Since the storage costs appear to be the same between Spaces and S3 ($0.02/GB/month) and neither charge for inbound transfer, I'm assuming your problem is with the outbound transfer pricing (S3 charges 9x what DO charges) and/or the per-request pricing. GCP's Regional Cloud Storage has the same storage pricing, even higher outbound transfer pricing, and the same request pricing. I haven't looked at any other providers, but if you want reliability, you're going to have to pay for it.
Their us-east-1 region is notorious for being the region with the least reliability. Unless there's a good reason not to I always recommend people default to us-west-2.
I can't speak about S3 but we're using heavily GCS (google cloud storage) and haven't experienced any problems. From time to time we can see a slowdown, but never seen an outage.
I also looked at B2 [0] once or twice. The price is great, but the traffic cost (egress from GCE) renders it unusable for us.
There are actually a few options in egress land for us if cost is your primary concern.
If you're doing serving over http(s), you should probably be using Cloud CDN with your bucket [1] or put one of our partners like Cloudflare or Fastly with CDN Interconnect [2]. Both of these get you closer to $.04-$.08/GB depending on src/dest.
If not, and you don't care that we have a global backbone, you can get a more AWS-like network with our Standard Tier [3] (curiously with pricing squirreled away at [4], I'll file a bug). The packets will hop off our network in a hot potato / asap fashion, so you're not riding our backbone as much.

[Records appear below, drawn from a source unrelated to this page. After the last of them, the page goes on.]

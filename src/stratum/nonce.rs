use super::*;

/// Full 256-bit header nonce: extranonce1 followed by the miner-chosen tail.
#[derive(Debug, Clone, Copy, PartialEq, Eq, DeserializeFromStr, SerializeDisplay)]
pub struct Nonce([u8; 32]);

impl Nonce {
    pub fn as_bytes(&self) -> &[u8; 32] {
        &self.0
    }
}

impl FromStr for Nonce {
    type Err = InternalError;

    fn from_str(s: &str) -> Result<Self, Self::Err> {
        if s.len() != 64 {
            return Err(InternalError::Parse {
                message: format!("incorrect size of nonce '{s}'"),
            });
        }

        let bytes = <[u8; 32]>::from_hex(s).map_err(|e| InternalError::Parse {
            message: format!("invalid hex in nonce: {e}"),
        })?;

        Ok(Nonce(bytes))
    }
}

impl Display for Nonce {
    fn fmt(&self, f: &mut Formatter<'_>) -> fmt::Result {
        f.write_str(&hex::encode(self.0))
    }
}

impl From<[u8; 32]> for Nonce {
    fn from(bytes: [u8; 32]) -> Nonce {
        Nonce(bytes)
    }
}
use super::*;

#[derive(Debug, Serialize, Deserialize, PartialEq, Eq, Hash, PartialOrd, Ord, Display, Clone)]
#[serde(untagged)]
pub enum Id {
    Null,
    Number(u64),
    String(String),
}

#[derive(Debug, Serialize, PartialEq)]
#[serde(untagged)]
pub enum Message {
    Request {
        id: Id,
        method: String,
        params: Value,
    },
    Response {
        id: Id,
        result: Option<Value>,
        error: Option<JsonRpcError>,
    },
    Notification {
        method: String,
        params: Value,
    },
}

/// Stratum does id: null, which is technically wrong according to the JSON-RPC spec, which
/// states that no id field should be present. This is a work around to allow both cases. If
/// a server sends a notification with an id field other than null it will be classified as
/// a request and should just be ignored by any client.
impl<'de> Deserialize<'de> for Message {
    fn deserialize<D>(deserializer: D) -> Result<Self, D::Error>
    where
        D: Deserializer<'de>,
    {
        let value = Value::deserialize(deserializer)?;

        let is_request = value.get("method").is_some() && value.get("id").is_some();

        let is_notification_optional_null_id = value.get("method").is_some()
            && (value.get("id") == Some(&Value::Null) || value.get("id").is_none());

        let is_response = value.get("result").is_some() || value.get("error").is_some();

        if is_response {
            #[derive(Deserialize)]
            struct Resp {
                id: Id,
                result: Option<Value>,
                error: Option<JsonRpcError>,
            }

            let r: Resp = serde_json::from_value(value).map_err(de::Error::custom)?;

            Ok(Message::Response {
                id: r.id,
                result: r.result,
                error: r.error,
            })
        } else if is_notification_optional_null_id {
            let method = value
                .get("method")
                .and_then(Value::as_str)
                .ok_or_else(|| de::Error::missing_field("method"))?
                .to_string();

            let params = value
                .get("params")
                .cloned()
                .ok_or_else(|| de::Error::missing_field("params"))?;

            Ok(Message::Notification { method, params })
        } else if is_request {
            #[derive(Deserialize)]
            struct Req {
                id: Id,
                method: String,
                params: Value,
            }

            let r: Req = serde_json::from_value(value).map_err(de::Error::custom)?;

            Ok(Message::Request {
                id: r.id,
                method: r.method,
                params: r.params,
            })
        } else {
            Err(de::Error::custom("unknown message format"))
        }
    }
}

#[cfg(test)]
mod tests {
    use {super::*, pretty_assertions::assert_eq, serde_json::json};

    #[track_caller]
    fn case(s: &str, expected: Message) {
        let actual = serde_json::from_str::<Message>(s).unwrap();
        assert_eq!(actual, expected, "deserialize Message from str");

        let serialized = serde_json::to_string(&actual).unwrap();
        let lhs: Value = serde_json::from_str(s).unwrap();
        let rhs: Value = serde_json::from_str(&serialized).unwrap();
        assert_eq!(lhs, rhs, "JSON semantic equality");

        let round_trip = serde_json::from_str::<Message>(&serialized).unwrap();
        assert_eq!(round_trip, expected, "roundtrip");
    }

    #[test]
    fn request() {
        case(
            r#"{"id":1,"method":"mining.subscribe","params":[]}"#,
            Message::Request {
                id: Id::Number(1),
                method: "mining.subscribe".into(),
                params: json!([]),
            },
        );
    }

    #[test]
    fn notification() {
        case(
            r#"{"method":"mining.notify","params":[]}"#,
            Message::Notification {
                method: "mining.notify".into(),
                params: json!([]),
            },
        );

        let with_id_null = r#"{"method":"mining.notify","params":[],"id":null}"#;

        assert_eq!(
            serde_json::from_str::<Message>(with_id_null).unwrap(),
            Message::Notification {
                method: "mining.notify".into(),
                params: json!([]),
            }
        );
    }

    #[test]
    fn subscribe_response() {
        case(
            r#"{"id":1,"result":["deadbeefcafebabe00000001","68000000"],"error":null}"#,
            Message::Response {
                id: Id::Number(1),
                result: Some(json!(["deadbeefcafebabe00000001", "68000000"])),
                error: None,
            },
        );
    }

    #[test]
    fn error_response() {
        case(
            r#"{"id":10,"result":null,"error":null}"#,
            Message::Response {
                id: Id::Number(10),
                result: None,
                error: None,
            },
        );

        case(
            r#"{"id":10,"result":null,"error":[21,"job not found",null]}"#,
            Message::Response {
                id: Id::Number(10),
                result: None,
                error: Some(StratumError::job_not_found().to_wire()),
            },
        );
    }

    #[test]
    fn submit() {
        case(
            r#"{"id":4,"method":"mining.submit","params":["t1ePool.worker1","cccd","00105e5f","00000001","fd4005aa"]}"#,
            Message::Request {
                id: Id::Number(4),
                method: "mining.submit".into(),
                params: serde_json::to_value(Submit {
                    worker_name: "t1ePool.worker1".into(),
                    job_id: "cccd".into(),
                    ntime: "00105e5f".into(),
                    extranonce2: "00000001".into(),
                    solution: "fd4005aa".into(),
                })
                .unwrap(),
            },
        );

        case(
            r#"{"id":4,"result":true,"error":null}"#,
            Message::Response {
                id: Id::Number(4),
                result: Some(json!(true)),
                error: None,
            },
        );
    }

    #[test]
    fn set_target() {
        let set_target = r#"{"id":null,"method":"mining.set_target","params":["0007ffffffffffffffffffffffffffffffffffffffffffffffffffffffffffff"]}"#;

        assert_eq!(
            serde_json::from_str::<Message>(set_target).unwrap(),
            Message::Notification {
                method: "mining.set_target".into(),
                params: serde_json::to_value(SetTarget::from_difficulty(1.0)).unwrap(),
            },
        );
    }

    #[test]
    fn authorize() {
        case(
            r#"{"id":2,"method":"mining.authorize","params":["t1ePool.worker1","x"]}"#,
            Message::Request {
                id: Id::Number(2),
                method: "mining.authorize".into(),
                params: serde_json::to_value(Authorize {
                    username: "t1ePool.worker1".into(),
                    password: Some("x".into()),
                })
                .unwrap(),
            },
        );
    }

    #[test]
    fn unknown_shape_errors() {
        assert!(serde_json::from_str::<Message>(r#"{"jsonrpc":"2.0"}"#).is_err());
        assert!(serde_json::from_str::<Message>(r#"[1,2,3]"#).is_err());
    }
}
use super::*;

/// Outcome of a worker authorization attempt.
#[derive(Debug, Clone, Default)]
pub struct AuthReply {
    pub authorized: bool,
    pub disconnect: bool,
    pub error: Option<StratumError>,
}

impl AuthReply {
    pub fn allow() -> Self {
        Self {
            authorized: true,
            disconnect: false,
            error: None,
        }
    }

    pub fn deny(error: StratumError) -> Self {
        Self {
            authorized: false,
            disconnect: false,
            error: Some(error),
        }
    }
}

/// Policy seam for mining.authorize. Implementations may consult a
/// database, an upstream service, or nothing at all.
#[async_trait]
pub trait Authorizer: Send + Sync {
    async fn authorize(
        &self,
        remote: IpAddr,
        port: u16,
        worker: &WorkerName,
        password: Option<&str>,
    ) -> AuthReply;
}

/// Default policy: the worker name must start with a parseable base58check
/// address. Nothing else about the miner is trusted anyway.
#[derive(Debug, Clone, Copy, Default)]
pub struct AddressAuthorizer;

#[async_trait]
impl Authorizer for AddressAuthorizer {
    async fn authorize(
        &self,
        _remote: IpAddr,
        _port: u16,
        worker: &WorkerName,
        _password: Option<&str>,
    ) -> AuthReply {
        match gen_tx::address_hash160(&worker.address) {
            Ok(_) => AuthReply::allow(),
            Err(_) => AuthReply::deny(StratumError::unauthorized_worker()),
        }
    }
}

I know about Standard Tier, though it had slipped my mind--thanks for pointing it out.
It's still way too expensive. And Cloud CDN isn't an appropriate tool for my use case. I really do just need a bunch of egress from a single location that isn't insanely expensive. $0.085/GB is in that insanely-expensive tier, for me.
Don't know yet! But I expect to see between 100x and 1000x on a per-megabyte basis. Not evenly distributed across objects (objects between 40MB and 150MB), but as a rough estimate.
I'd be happy to talk further via email; it's not secret, just not public.
Your bandwidth pricing is a joke. Yes, you got a nice network and yes you pay premiums to get transit of providers that are "hard to work with". And yes, you have dark fiber between your locations, which is costing a lot of money, but even considering those facts you are still charging at least 10x as much as your bandwidth should cost your customers.
How have you even calculated those prices?
"Let's look at AWS and make it even more expensive"?
The bandwidth charges are hefty if you're moving a lot of bits, but I wouldn't use anything other than S3 or GCS probably -- the other guys just don't have a track record of reliability yet.
But, you can build a poor-man's CDN -- varnish caches on DO/Linode/whatever where you get multiple terabytes of bandwidth for a small VM. So, you use the best object storage provider, but move most of the bits cheaply using Varnish + Route53 geo-dns.
I mean, Digital Ocean itself has been “jokeish”. I had a VM ago down for 12 hours, it took 6 hours to even get them to confirm they had an issue on that machine. It was stupid.
There is Sheepdog distributed file system which recently went into version 1.0. Sheepdog is similar to Ceph but seem simpler to operate.
For distributed object storage: I have also used MooseFS,LizardFS distributed object storage and MooseFS,Lizard runs very steady on production work loads. Steady as setup and then no ops issues.
Also to the short list is BeeGFS, BeeGFS is created by Fraunhofer is seriously fast distributed file system.
I can't speak for the quality of other object storage providers, but being in the storage business I can say that if someone is running Ceph, find another provider.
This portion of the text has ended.